-------- Information supplied --------

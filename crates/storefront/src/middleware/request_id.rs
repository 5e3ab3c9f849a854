//! Request ID middleware for request tracing and correlation.
//!
//! Generates a UUID v4 for each request if not provided by an upstream
//! proxy. The request ID is recorded in the current tracing span, added to
//! the Sentry scope, and echoed in the response headers.

use axum::{extract::Request, http::HeaderValue, middleware::Next, response::Response};
use tracing::Span;
use uuid::Uuid;

/// The HTTP header name for request IDs.
pub const REQUEST_ID_HEADER: &str = "x-request-id";

/// Middleware that ensures every request has a unique request ID.
pub async fn request_id_middleware(request: Request, next: Next) -> Response {
    let request_id = request
        .headers()
        .get(REQUEST_ID_HEADER)
        .and_then(|h| h.to_str().ok())
        .map_or_else(|| Uuid::new_v4().to_string(), String::from);

    // Record in current span for structured logging
    Span::current().record("request_id", &request_id);

    // Set in Sentry scope for error correlation
    sentry::configure_scope(|scope| {
        scope.set_tag("request_id", &request_id);
    });

    let mut response = next.run(request).await;

    // Add to response headers so clients can reference the request ID
    if let Ok(value) = HeaderValue::from_str(&request_id) {
        response.headers_mut().insert(REQUEST_ID_HEADER, value);
    }

    response
}
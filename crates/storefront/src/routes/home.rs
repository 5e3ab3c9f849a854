//! Home page handler.

use askama::Template;
use askama_web::WebTemplate;
use axum::extract::State;

use crate::db::ProductRepository;
use crate::error::Result;
use crate::filters;
use crate::middleware::OptionalAuth;
use crate::models::Principal;
use crate::routes::products::ProductCard;
use crate::state::AppState;

/// Home page template.
#[derive(Template, WebTemplate)]
#[template(path = "home.html")]
pub struct HomeTemplate {
    pub user: Option<Principal>,
    pub products: Vec<ProductCard>,
}

/// Display the home page with the full product grid.
pub async fn home(
    State(state): State<AppState>,
    OptionalAuth(user): OptionalAuth,
) -> Result<HomeTemplate> {
    let products = ProductRepository::new(state.db()).list().await?;
    let products = products.iter().map(ProductCard::from).collect();

    Ok(HomeTemplate { user, products })
}
//! HTTP middleware for the admin tool.

pub mod auth;
pub mod session;

pub use auth::{RequireAdminAuth, clear_current_admin, set_current_admin};
pub use session::create_session_layer;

--------

Your instructions:
The records above need to be transcribed in full. Keep every character unchanged.

Task result:
filename crates/storefront/src/middleware/request_id.rs
repository 5e3ab3c9f849a854
//! Request ID middleware for request tracing and correlation.
//!
//! Generates a UUID v4 for each request if not provided by an upstream
//! proxy. The request ID is recorded in the current tracing span, added to
//! the Sentry scope, and echoed in the response headers.

use axum::{extract::Request, http::HeaderValue, middleware::Next, response::Response};
use tracing::Span;
use uuid::Uuid;

/// The HTTP header name for request IDs.
pub const REQUEST_ID_HEADER: &str = "x-request-id";

/// Middleware that ensures every request has a unique request ID.
pub async fn request_id_middleware(request: Request, next: Next) -> Response {
    let request_id = request
        .headers()
        .get(REQUEST_ID_HEADER)
        .and_then(|h| h.to_str().ok())
        .map_or_else(|| Uuid::new_v4().to_string(), String::from);

    // Record in current span for structured logging
    Span::current().record("request_id", &request_id);

    // Set in Sentry scope for error correlation
    sentry::configure_scope(|scope| {
        scope.set_tag("request_id", &request_id);
    });

    let mut response = next.run(request).await;

    // Add to response headers so clients can reference the request ID
    if let Ok(value) = HeaderValue::from_str(&request_id) {
        response.headers_mut().insert(REQUEST_ID_HEADER, value);
    }

    response
}
filename crates/storefront/src/routes/home.rs
repository 5e3ab3c9f849a854
//! Home page handler.

use askama::Template;
use askama_web::WebTemplate;
use axum::extract::State;

use crate::db::ProductRepository;
use crate::error::Result;
use crate::filters;
use crate::middleware::OptionalAuth;
use crate::models::Principal;
use crate::routes::products::ProductCard;
use crate::state::AppState;

/// Home page template.
#[derive(Template, WebTemplate)]
#[template(path = "home.html")]
pub struct HomeTemplate {
    pub user: Option<Principal>,
    pub products: Vec<ProductCard>,
}

/// Display the home page with the full product grid.
pub async fn home(
    State(state): State<AppState>,
    OptionalAuth(user): OptionalAuth,
) -> Result<HomeTemplate> {
    let products = ProductRepository::new(state.db()).list().await?;
    let products = products.iter().map(ProductCard::from).collect();

    Ok(HomeTemplate { user, products })
}
//! HTTP middleware for the admin tool.

pub mod auth;
pub mod session;

pub use auth::{RequireAdminAuth, clear_current_admin, set_current_admin};
pub use session::create_session_layer;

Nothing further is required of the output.